Un autre espace protégé est présent sur la commune : la réserve naturelle nationale d'intérêt géologique du département du Lot, classée en 2015 et d'une superficie de 800 ha, composée de 59 sites d'intérêts géomorphologique, minéralogique, tectonique et paléontologique remarquables[21],[22].

Réseau Natura 2000[modifier | modifier le code]

Site Natura 2000 sur le territoire communal.

Le réseau Natura 2000 est un réseau écologique européen de sites naturels d'intérêt écologique élaboré à partir des directives habitats et oiseaux, constitué de zones spéciales de conservation (ZSC) et de zones de protection spéciale (ZPS)[Note 4]. Un site Natura 2000 a été défini sur la commune au titre de la directive habitats : la « basse vallée du Célé »[24], d'une superficie de 4 702 ha, abritant une faune, une flore et des milieux naturels remarquables, riches et diversifiés. 15 habitats naturels et 18 espèces, désignés au titre de la directive habitats, y ont été identifiés.
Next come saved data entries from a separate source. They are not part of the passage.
#![forbid(unsafe_code)]

//! Pull request review threads: list the unresolved ones, reply, resolve.

use super::gh::{GhCli, GraphqlVar, LOOKUP_TIMEOUT, pointer};
use super::TrackerError;
use serde_json::Value;
use tracing::info;

const THREADS_QUERY: &str = r#"
query($owner: String!, $repo: String!, $pr: Int!) {
  repository(owner: $owner, name: $repo) {
    pullRequest(number: $pr) {
      reviewThreads(first: 50) {
        nodes {
          id
          isResolved
          comments(first: 10) {
            nodes { author { login } body path line createdAt }
          }
        }
      }
    }
  }
}"#;

const REPLY_MUTATION: &str = r#"
mutation($thread: ID!, $body: String!) {
  addPullRequestReviewThreadReply(input: {pullRequestReviewThreadId: $thread, body: $body}) {
    comment { id }
  }
}"#;

const RESOLVE_MUTATION: &str = r#"
mutation($id: ID!) {
  resolveReviewThread(input: {threadId: $id}) { thread { isResolved } }
}"#;

#[derive(Clone, Debug, PartialEq, Eq)]
pub(crate) struct ReviewThread {
    pub(crate) thread_id: String,
    pub(crate) path: Option<String>,
    pub(crate) line: Option<i64>,
    pub(crate) author: String,
    pub(crate) body: String,
    pub(crate) created_at: String,
    pub(crate) comment_count: usize,
}

#[derive(Clone, Debug, PartialEq, Eq)]
pub(crate) struct UnresolvedThreads {
    pub(crate) pr_number: i64,
    pub(crate) threads: Vec<ReviewThread>,
}

/// Unresolved threads of `pr_number`, or of the current branch's pull request.
pub(crate) fn list_unresolved(
    gh: &GhCli,
    pr_number: Option<i64>,
) -> Result<UnresolvedThreads, TrackerError> {
    let pr_number = match pr_number {
        Some(number) => number,
        None => current_pr_number(gh)?,
    };
    let (owner, repo) = repo_slug(gh)?;
    let response = gh.graphql(
        THREADS_QUERY,
        &[
            ("owner", GraphqlVar::Raw(owner)),
            ("repo", GraphqlVar::Raw(repo)),
            ("pr", GraphqlVar::Int(pr_number)),
        ],
    )?;
    Ok(UnresolvedThreads {
        pr_number,
        threads: parse_unresolved(&response)?,
    })
}

/// Adds a reply and returns the new comment id.
pub(crate) fn reply(gh: &GhCli, thread_id: &str, body: &str) -> Result<String, TrackerError> {
    let response = gh.graphql(
        REPLY_MUTATION,
        &[
            ("thread", GraphqlVar::Raw(thread_id.to_string())),
            ("body", GraphqlVar::Raw(body.to_string())),
        ],
    )?;
    let comment_id = pointer(&response, "/data/addPullRequestReviewThreadReply/comment/id")?
        .as_str()
        .map(str::to_string)
        .ok_or_else(|| TrackerError::Parse("comment id is not a string".to_string()))?;
    info!(thread_id, comment_id = %comment_id, "replied to review thread");
    Ok(comment_id)
}

pub(crate) fn resolve(gh: &GhCli, thread_id: &str) -> Result<bool, TrackerError> {
    let response = gh.graphql(
        RESOLVE_MUTATION,
        &[("id", GraphqlVar::Raw(thread_id.to_string()))],
    )?;
    let resolved = pointer(&response, "/data/resolveReviewThread/thread/isResolved")?
        .as_bool()
        .ok_or_else(|| TrackerError::Parse("isResolved is not a boolean".to_string()))?;
    info!(thread_id, resolved, "resolved review thread");
    Ok(resolved)
}

fn current_pr_number(gh: &GhCli) -> Result<i64, TrackerError> {
    let args = ["pr", "view", "--json", "number"].map(str::to_string);
    gh.run(&args, LOOKUP_TIMEOUT)
        .ok()
        .and_then(|out| serde_json::from_str::<Value>(&out).ok())
        .and_then(|value| value.get("number").and_then(Value::as_i64))
        .ok_or_else(|| {
            TrackerError::Config("Could not determine PR number from current branch".to_string())
        })
}

fn repo_slug(gh: &GhCli) -> Result<(String, String), TrackerError> {
    let args = ["repo", "view", "--json", "owner,name"].map(str::to_string);
    gh.run(&args, LOOKUP_TIMEOUT)
        .ok()
        .and_then(|out| serde_json::from_str::<Value>(&out).ok())
        .and_then(|value| parse_repo_slug(&value))
        .ok_or_else(|| TrackerError::Config("Could not determine repository info".to_string()))
}

fn parse_repo_slug(value: &Value) -> Option<(String, String)> {
    let owner = value.pointer("/owner/login")?.as_str()?;
    let name = value.get("name")?.as_str()?;
    Some((owner.to_string(), name.to_string()))
}

/// Threads that are unresolved and have at least one comment, described by
/// their first comment.
pub(crate) fn parse_unresolved(response: &Value) -> Result<Vec<ReviewThread>, TrackerError> {
    let nodes = pointer(response, "/data/repository/pullRequest/reviewThreads/nodes")?
        .as_array()
        .ok_or_else(|| TrackerError::Parse("reviewThreads.nodes is not a list".to_string()))?;

    let mut threads = Vec::new();
    for node in nodes {
        if node.get("isResolved").and_then(Value::as_bool).unwrap_or(false) {
            continue;
        }
        let comments = node
            .pointer("/comments/nodes")
            .and_then(Value::as_array)
            .map(Vec::as_slice)
            .unwrap_or_default();
        let Some(first) = comments.first() else {
            continue;
        };
        let text = |key: &str| first.get(key).and_then(Value::as_str).map(str::to_string);
        threads.push(ReviewThread {
            thread_id: node
                .get("id")
                .and_then(Value::as_str)
                .unwrap_or_default()
                .to_string(),
            path: text("path"),
            line: first.get("line").and_then(Value::as_i64),
            author: first
                .pointer("/author/login")
                .and_then(Value::as_str)
                .unwrap_or("ghost")
                .to_string(),
            body: text("body").unwrap_or_default(),
            created_at: text("createdAt").unwrap_or_default(),
            comment_count: comments.len(),
        });
    }
    Ok(threads)
}

#[cfg(test)]
mod tests {
    use super::*;
    use serde_json::json;

    fn response(nodes: Value) -> Value {
        json!({"data": {"repository": {"pullRequest": {"reviewThreads": {"nodes": nodes}}}}})
    }

    #[test]
    fn resolved_and_empty_threads_are_dropped() {
        let threads = parse_unresolved(&response(json!([
            {"id": "PRRT_resolved", "isResolved": true, "comments": {"nodes": [
                {"author": {"login": "a"}, "body": "old", "path": "x.rs", "line": 1, "createdAt": "t"}
            ]}},
            {"id": "PRRT_empty", "isResolved": false, "comments": {"nodes": []}},
            {"id": "PRRT_open", "isResolved": false, "comments": {"nodes": [
                {"author": {"login": "reviewer"}, "body": "rename this", "path": "src/lib.rs", "line": 12, "createdAt": "2024-05-01T10:00:00Z"},
                {"author": {"login": "dev"}, "body": "done", "path": "src/lib.rs", "line": 12, "createdAt": "2024-05-01T11:00:00Z"}
            ]}}
        ])))
        .expect("threads");

        assert_eq!(
            threads,
            vec![ReviewThread {
                thread_id: "PRRT_open".to_string(),
                path: Some("src/lib.rs".to_string()),
                line: Some(12),
                author: "reviewer".to_string(),
                body: "rename this".to_string(),
                created_at: "2024-05-01T10:00:00Z".to_string(),
                comment_count: 2,
            }]
        );
    }

    #[test]
    fn outdated_comments_have_no_line_and_deleted_authors_show_as_ghost() {
        let threads = parse_unresolved(&response(json!([
            {"id": "PRRT_1", "isResolved": false, "comments": {"nodes": [
                {"author": null, "body": "b", "path": null, "line": null, "createdAt": "t"}
            ]}}
        ])))
        .expect("threads");
        assert_eq!(threads[0].line, None);
        assert_eq!(threads[0].path, None);
        assert_eq!(threads[0].author, "ghost");
    }

    #[test]
    fn missing_pull_request_is_a_parse_error() {
        let err = parse_unresolved(&json!({"data": {"repository": {"pullRequest": null}}}))
            .expect_err("no pull request");
        assert!(matches!(err, TrackerError::Parse(_)));
    }

    #[test]
    fn repo_slug_reads_owner_login() {
        let value = json!({"owner": {"login": "acme"}, "name": "backlog"});
        assert_eq!(
            parse_repo_slug(&value),
            Some(("acme".to_string(), "backlog".to_string()))
        );
        assert_eq!(parse_repo_slug(&json!({"name": "x"})), None);
    }
}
Ont également été, mis en évidence la présence de plusieurs espèces remarquables et patrimoniales d'oiseaux, dont le Hibou grand-duc, le Faucon pèlerin et le Circaète Jean-le-Blanc (inscrits à la directive oiseaux)[25].

Zones naturelles d'intérêt écologique, faunistique et floristique[modifier | modifier le code]

L’inventaire des zones naturelles d'intérêt écologique, faunistique et floristique (ZNIEFF) a pour objectif de réaliser une couverture des zones les plus intéressantes sur le plan écologique, essentiellement dans la perspective d’améliorer la connaissance du patrimoine naturel national et de fournir aux différents décideurs un outil d’aide à la prise en compte de l’environnement dans l’aménagement du territoire. Trois ZNIEFF de type 1[Note 5] sont recensées sur la commune[26] :

  • les « bois et prairies du vallon du Verboul et des combes tributaires » (841 ha), couvrant 4 communes du département[27] ;
  • les « combe de Bazos, bois de Mars, Camp du Verdier et pech de Fourès » (590 ha), couvrant 4 communes du département[28],
  • la « rivière Célé » (1 383 ha), couvrant 15 communes du département[29] ;

et une ZNIEFF de type 2[Note 6],[26] : la « basse vallée du Célé » (4 063 ha), couvrant 15 communes du département[30].

Urbanisme[modifier | modifier le code]

Typologie[modifier | modifier le code]

Saint-Chels est une commune rurale, car elle fait partie des communes peu ou très peu denses, au sens de la grille communale de densité de l'Insee[Note 7],[31],[I 1],[32]. La commune est en outre hors attraction des villes[I 2],[I 3].

Occupation des sols[modifier | modifier le code]

Carte en couleurs présentant l'occupation des sols.
Carte des infrastructures et de l'occupation des sols de la commune en 2018 (CLC).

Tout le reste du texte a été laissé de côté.